Cela comprenait des preuves que des roquettes s’étaient approchées dangereusement des réacteurs et d’autres zones sensibles. Sur une photo satellite, Grossi a également souligné le poste de départ où l’électricité arrive de la ville.
“C’est donc là que l’énergie externe vient refroidir les réacteurs”, a déclaré Grossi. “Et cet endroit a été bombardé plusieurs fois, plusieurs fois, ce qui vous dit que les gens savaient exactement ce qu’ils faisaient.”
“Ils essayaient de couper la source d’alimentation”, a déclaré Stahl.

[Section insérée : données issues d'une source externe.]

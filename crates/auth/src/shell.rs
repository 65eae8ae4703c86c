//! Role-scoped dashboard shell.

use serde::Serialize;

use crate::gate::DASHBOARD_ROOT;
use crate::policy::section_capability;
use crate::Role;

#[derive(Debug, Copy, Clone, PartialEq, Eq, Serialize)]
pub struct NavLink {
    pub href: &'static str,
    pub label: &'static str,
}

#[derive(Debug, Copy, Clone, PartialEq, Eq, Serialize)]
#[serde(rename_all = "lowercase")]
pub enum ShellKind {
    Admin,
    User,
}

#[derive(Debug, Clone, PartialEq, Eq, Serialize)]
pub struct Shell {
    #[serde(rename = "shell")]
    pub kind: ShellKind,
    pub navigation: &'static [NavLink],
}

#[derive(Debug, Clone, PartialEq, Eq)]
pub enum ShellDecision {
    Render(Shell),
    Redirect(&'static str),
}

const fn link(href: &'static str, label: &'static str) -> NavLink {
    NavLink { href, label }
}

const ADMIN_NAV: &[NavLink] = &[
    link("/dashboard", "Dashboard"),
    link("/dashboard/users", "Users"),
    link("/dashboard/applications", "Applications"),
    link("/dashboard/licenses", "Licenses"),
    link("/dashboard/alerts", "Alerts"),
    link("/dashboard/messages", "Messages"),
    link("/dashboard/logs", "Activity Logs"),
    link("/dashboard/sync", "Data Sync"),
    link("/dashboard/settings", "Settings"),
];

const USER_NAV: &[NavLink] = &[
    link("/dashboard", "Dashboard"),
    link("/dashboard/application", "My Application"),
    link("/dashboard/receipts", "Receipts"),
    link("/dashboard/vat", "VAT Reports"),
    link("/dashboard/scans", "Scans"),
    link("/dashboard/activities", "Activities"),
    link("/dashboard/messages", "Messages"),
    link("/dashboard/settings", "Settings"),
];

/// Pick the shell for `role` on `path`, bouncing non-admins out of admin sections.
pub fn resolve(role: Role, path: &str) -> ShellDecision {
    if let Some(cap) = section_capability(path) {
        if !cap.allowed_for(role) {
            return ShellDecision::Redirect(DASHBOARD_ROOT);
        }
    }

    let shell = if role.is_admin() {
        Shell { kind: ShellKind::Admin, navigation: ADMIN_NAV }
    } else {
        Shell { kind: ShellKind::User, navigation: USER_NAV }
    };
    ShellDecision::Render(shell)
}

#[cfg(test)]
mod tests {
    use super::*;

    #[test]
    fn admin_gets_admin_shell_everywhere() {
        let ShellDecision::Render(shell) = resolve(Role::Admin, "/dashboard/licenses") else {
            panic!("admin should render");
        };
        assert_eq!(shell.kind, ShellKind::Admin);
        assert!(shell.navigation.iter().any(|l| l.href == "/dashboard/sync"));
    }

    #[test]
    fn non_admin_is_bounced_from_admin_sections() {
        for role in [Role::User, Role::CompanyAdmin] {
            assert_eq!(resolve(role, "/dashboard/users"), ShellDecision::Redirect(DASHBOARD_ROOT));
            assert_eq!(resolve(role, "/dashboard/logs/7"), ShellDecision::Redirect(DASHBOARD_ROOT));
        }
    }

    #[test]
    fn company_admin_gets_user_shell() {
        let ShellDecision::Render(shell) = resolve(Role::CompanyAdmin, "/dashboard/application") else {
            panic!("user page should render");
        };
        assert_eq!(shell.kind, ShellKind::User);
        assert!(shell.navigation.iter().all(|l| section_capability(l.href).is_none()));
    }
}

“Exactement”, a répondu Grossi.
Les bombardements ont également détruit l’un des immeubles de bureaux de l’usine. Et les travailleurs qui sont restés sur place pour entretenir l’usine sont sous la contrainte. Un porte-parole de l’usine qui a fui l’Ukraine après avoir travaillé quatre mois sous l’occupation russe a déclaré qu’il se sentait comme un otage. Des cas d’emprisonnements, d’enlèvements et de tortures d’employés ukrainiens ont été signalés. Le chef de l’usine a été arrêté.
“Lorsque vous travaillez dans une centrale nucléaire et que vous êtes stressé, que vous êtes inquiet et que vous vous sentez menacé”, a demandé Stahl à Grossi, “cela n’entraîne-t-il pas la possibilité d’une erreur humaine?”
“Bien sûr. Oui”, a déclaré Grossi. “Et les bombardements continuent. Et c’est pourquoi nous avons essayé, j’ai fait pression, pour l’établissement d’une zone de protection. En gros, ‘n’attaquez pas l’usine'”.
Il a présenté sa proposition de zone de protection au président Zelensky à Kyiv et au président Poutine, lors d’une réunion en tête-à-tête le mois dernier à Saint-Pétersbourg.
« Diriez-vous que [Putin] est au courant de ce qui se passe », a demandé Stahl, « dans cette centrale nucléaire ? »
Absolument”, a déclaré Grossi. “Il en connaît tous les détails, ce qui m’a surpris.”
“Dans ma conversation avec lui, j’ai pu voir qu’il avait une connaissance très détaillée, non seulement de l’agencement de l’installation, mais aussi, et c’est très important, de l’accès électrique, de la source d’alimentation externe”, a déclaré Grossi. a dit. “C’est une installation qu’il connaît – qu’il connaît très bien.”
« Est-ce que M. Poutine essaie d’utiliser cette plante comme une arme ? demanda Stahl. “Quelqu’un nous a dit l’autre jour : ‘Vous savez, c’est sa sale bombe, cette plante.'”
“Oui, mais si vous le protégez, il n’y a pas de bombe sale”, a déclaré Grossi.